By Lucy Carpinelli, Solution Architect at Evergen
Rooftop solar is a success story in Australia, with more than 2 million homes with solar installations around the country. This is great for carbon abatement and it’s great for solar customers who are saving on their energy bills. So how far could we go? Could we power the nation (during the day at least!) from solar panels alone?
Conceptually it feels plausible that if we tiled our roofs with solar panels, there would be minimal need for any other sources of energy (during the day). And this fact has even been demonstrated for brief periods of time in South Australia, when the state ran solely on solar power. Unfortunately, there are some lurking challenges with this approach to decarbonisation.
The first problem is that the grid wasn’t designed to deliver rooftop generated electricity to consumers. Actually the opposite is true – the transmission and distribution network was designed to safely deliver electricity generated in massive, polluting, distant power plants to homes and businesses in a given region. The grid is one-way – electricity generated from a distribution network cannot flow onto a transmission network and it cannot flow from one distribution area to another. It’s a bit like a road system: transmission lines are highways, distribution lines are local roads. Only in this particular road system, the highways are one way, and the local roads servicing one area don’t connect with local roads for another area. The result is that electricity generated in a given neighbourhood can’t flow beyond that neighbourhood. This lack of physical fungibility means that some areas have too much solar generation (which itself is a problem, see this report from UNSW on voltage hazards on distribution lines) and other areas with insufficient solar generation are reliant on importing electricity from distant generators.

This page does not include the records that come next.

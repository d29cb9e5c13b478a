/// A single inbound protocol line, split into its whitespace-delimited parts.
///
/// `Position`, `Go` and `SetOption` keep every part including the keyword.
#[derive(Debug, Clone, PartialEq, Eq)]
pub enum UciCommand {
    Uci,
    IsReady,
    UciNewGame,
    Position(Vec<String>),
    Go(Vec<String>),
    SetOption(Vec<String>),
    Stop,
    Quit,
    Unknown(String),
}

pub fn parse_uci_command(line: &str) -> Option<UciCommand> {
    let trimmed = line.trim();
    if trimmed.is_empty() {
        return None;
    }
    let parts: Vec<&str> = trimmed.split_whitespace().collect();

    let owned_parts = || parts.iter().map(|p| (*p).to_string()).collect::<Vec<String>>();

    let cmd = match parts[0] {
        "uci" => UciCommand::Uci,
        "isready" => UciCommand::IsReady,
        "ucinewgame" => UciCommand::UciNewGame,
        "position" => UciCommand::Position(owned_parts()),
        "go" => UciCommand::Go(owned_parts()),
        "setoption" => UciCommand::SetOption(owned_parts()),
        "stop" => UciCommand::Stop,
        "quit" => UciCommand::Quit,
        _ => UciCommand::Unknown(trimmed.to_string()),
    };

    Some(cmd)
}

/// Raw value following `movetime` in a `go` command, if present.
#[must_use]
pub fn go_movetime(parts: &[String]) -> Option<&str> {
    parts
        .iter()
        .position(|p| p == "movetime")
        .and_then(|i| parts.get(i + 1))
        .map(String::as_str)
}

/// Key identifying the position named by a `position` command.
///
/// `position startpos` yields `"startpos"`, `position fen <fields>` yields the
/// FEN fields joined by single spaces. Any trailing `moves` list is appended
/// as ` moves <m1> <m2> ...`.
#[must_use]
pub fn position_key(parts: &[String]) -> Option<String> {
    let mut key = match parts.get(1).map(String::as_str) {
        Some("startpos") => "startpos".to_string(),
        Some("fen") => {
            let fields: Vec<&str> = parts[2..]
                .iter()
                .map(String::as_str)
                .take_while(|p| *p != "moves")
                .collect();
            if fields.is_empty() {
                return None;
            }
            fields.join(" ")
        }
        _ => return None,
    };

    if let Some(i) = parts.iter().position(|p| p == "moves") {
        if i + 1 < parts.len() {
            key.push_str(" moves ");
            key.push_str(&parts[i + 1..].join(" "));
        }
    }

    Some(key)
}

#[cfg(test)]
mod tests {
    use super::*;

    fn parts(line: &str) -> Vec<String> {
        line.split_whitespace().map(str::to_string).collect()
    }

    #[test]
    fn blank_lines_are_not_commands() {
        assert_eq!(parse_uci_command("   "), None);
        assert_eq!(parse_uci_command(""), None);
    }

    #[test]
    fn parses_known_keywords() {
        assert_eq!(parse_uci_command("uci"), Some(UciCommand::Uci));
        assert_eq!(parse_uci_command(" isready \n"), Some(UciCommand::IsReady));
        assert_eq!(
            parse_uci_command("go movetime 100"),
            Some(UciCommand::Go(parts("go movetime 100")))
        );
        assert_eq!(
            parse_uci_command("frobnicate now"),
            Some(UciCommand::Unknown("frobnicate now".to_string()))
        );
    }

    #[test]
    fn extracts_movetime() {
        assert_eq!(go_movetime(&parts("go movetime 250")), Some("250"));
        assert_eq!(go_movetime(&parts("go depth 3 movetime -5")), Some("-5"));
        assert_eq!(go_movetime(&parts("go movetime")), None);
        assert_eq!(go_movetime(&parts("go infinite")), None);
    }

    #[test]
    fn position_key_normalizes_fen_spacing() {
        let key = position_key(&parts(
            "position fen  8/8/8/8/8/2K5/1Q6/1k6   b - - 14 9",
        ));
        assert_eq!(key.as_deref(), Some("8/8/8/8/8/2K5/1Q6/1k6 b - - 14 9"));
    }

    #[test]
    fn position_key_handles_startpos_and_moves() {
        assert_eq!(
            position_key(&parts("position startpos moves e2e4 e7e5")).as_deref(),
            Some("startpos moves e2e4 e7e5")
        );
        assert_eq!(position_key(&parts("position fen")), None);
        assert_eq!(position_key(&parts("position")), None);
    }
}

Given that solar power is plentiful in some locations and not in others, would it be possible to incentivise consumption in the locations with excess solar generation, and thus tip the balance in favour of solar power? Well, this is also hard to do.
An efficient way to incentivise consumption is through price signals. But electricity doesn’t reflect local conditions. Electricity is delivered under a ‘postage stamp principle’, that no matter where you live, there will be fair access and minimal variation in price. Consequently, there is no way to offer a financial incentive in neighbourhoods where solar generation is in excess. Matching generation and demand in a local area is also called ‘local energy trading’. Currently this only exists in pilot schemes exempted from legal obligations to abide by the postage stamp principle.

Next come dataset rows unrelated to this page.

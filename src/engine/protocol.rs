//! The seam between the bridge and an engine speaking the line protocol.

use std::io::{BufRead, Write};

use super::EngineError;
use crate::uci::EngineOptions;

/// A chess engine reached through a line-oriented text protocol.
///
/// A query calls [`Engine::init`] and then [`Engine::run`] exactly once, in
/// that order, while holding exclusive access to the engine.
pub trait Engine: Send {
    /// Engine name (for logging/debugging)
    fn name(&self) -> &str;

    /// Reset engine-wide state and apply `options`.
    ///
    /// Runs before every query; implementations must not carry state from
    /// a previous session past this call.
    fn init(&mut self, options: &EngineOptions) -> Result<(), EngineError>;

    /// Run the command loop over `input` until it is exhausted, writing every
    /// protocol line the engine emits to `output`.
    ///
    /// End of input is an implicit terminate. A search started by `go` is
    /// allowed to finish and report before the call returns.
    fn run(&mut self, input: &mut dyn BufRead, output: &mut dyn Write) -> Result<(), EngineError>;
}

impl<E: Engine + ?Sized> Engine for Box<E> {
    fn name(&self) -> &str {
        (**self).name()
    }

    fn init(&mut self, options: &EngineOptions) -> Result<(), EngineError> {
        (**self).init(options)
    }

    fn run(&mut self, input: &mut dyn BufRead, output: &mut dyn Write) -> Result<(), EngineError> {
        (**self).run(input, output)
    }
}
//! Error types for engine collaborators.

use std::fmt;
use std::io;

/// Error type for engine session failures
#[derive(Debug)]
pub enum EngineError {
    /// `run` called without a successful `init`
    NotInitialized,
    /// Engine executable could not be started
    Spawn { program: String, source: io::Error },
    /// Reading from or writing to the engine failed
    Io(io::Error),
    /// Engine stopped answering before acknowledging a handshake step
    Handshake { expected: &'static str },
    /// No answer before the deadline
    Timeout { after_ms: u64 },
    /// Engine process terminated unsuccessfully before reporting a move
    Exited { code: Option<i32> },
    /// Engine refused the session
    Rejected(String),
    /// Engine code panicked while running
    Panicked(String),
}

impl fmt::Display for EngineError {
    fn fmt(&self, f: &mut fmt::Formatter<'_>) -> fmt::Result {
        match self {
            EngineError::NotInitialized => write!(f, "Engine was not initialized"),
            EngineError::Spawn { program, source } => {
                write!(f, "Failed to start engine '{program}': {source}")
            }
            EngineError::Io(e) => write!(f, "Engine I/O error: {e}"),
            EngineError::Handshake { expected } => {
                write!(f, "Engine closed its output before sending '{expected}'")
            }
            EngineError::Timeout { after_ms } => {
                write!(f, "Engine did not answer within {after_ms} ms")
            }
            EngineError::Exited { code: Some(code) } => {
                write!(f, "Engine exited with status {code}")
            }
            EngineError::Exited { code: None } => write!(f, "Engine was terminated by a signal"),
            EngineError::Rejected(reason) => write!(f, "Engine rejected the session: {reason}"),
            EngineError::Panicked(msg) => write!(f, "Engine panicked: {msg}"),
        }
    }
}

impl std::error::Error for EngineError {
    fn source(&self) -> Option<&(dyn std::error::Error + 'static)> {
        match self {
            EngineError::Spawn { source, .. } => Some(source),
            EngineError::Io(e) => Some(e),
            _ => None,
        }
    }
}

impl From<io::Error> for EngineError {
    fn from(e: io::Error) -> Self {
        EngineError::Io(e)
    }
}

#[cfg(test)]
mod tests {
    use super::*;
    use std::error::Error;

    #[test]
    fn io_errors_keep_their_source() {
        let err = EngineError::from(io::Error::new(io::ErrorKind::BrokenPipe, "pipe closed"));
        assert!(err.source().is_some());
        assert_eq!(err.to_string(), "Engine I/O error: pipe closed");
    }

    #[test]
    fn exit_status_is_reported() {
        assert_eq!(
            EngineError::Exited { code: Some(3) }.to_string(),
            "Engine exited with status 3"
        );
        assert_eq!(
            EngineError::Exited { code: None }.to_string(),
            "Engine was terminated by a signal"
        );
    }
}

However both of these problems pale in the face of questions on stability. In the original design of the energy system, it was taken for granted that generators would always contain massive spinning machinery, all acting in unison and exerting a kind of inertia on the grid. Ageing thermal generators continue to supply this inertia free of charge. But as these generators retire and their usage is diminished, there is far less inertia on the grid. The shortfall of stabilising generation inertia is frustratingly termed the problem of ‘minimum demand’, where there is so little demand that thermal generators need to be switched off. A more accurate description would be ‘inertia shortfall’.
It is critical that we move away from burning coal and other fossil fuels. And from an economic perspective, we don’t want to waste valuable dollars propping up old polluting assets when these assets should really be decommissioned. Thus we can’t rely on thermal generation to continue stabilising the grid.
There are some different ideas on how to develop grid stabilising services and what hardware is required. Synchronous condensers, fly-wheels and batteries (utility scale, household or in EVs) can all help to stabilise the grid, as can the more sophisticated solar inverters. The advantage of batteries is that grid stabilisation can be a side hustle of an already useful asset, not the sole basis for investment. Batteries distributed across households and businesses are valuable as a solar sponge, minimise customers’ exposure to high energy prices and can even help keep things up and running in a blackout. Batteries are complementary to a solar heavy energy system as they can supply the stabilising forces that were previously provided by thermal generators whilst simultaneously benefiting consumers.
The future energy system will rely on software as much as it will rely on hardware. Evergen makes batteries work better both for individual customers and for the system as a whole. Evergen optimisation reduces the pay-back period for customers by creating energy bill savings and Evergen’s aggregation platforms empower customers to supply grid stabilisation services via retailers.
So we can’t only rely on solar panels, or in fact any single type of hardware to ensure the safe and reliable supply of electricity. We need a combination of mixed assets and we need software that can optimise and orchestrate these devices in a way that benefits consumers. It’s only when we get everything working together – hardware and software – that we will have a shot at decarbonising energy.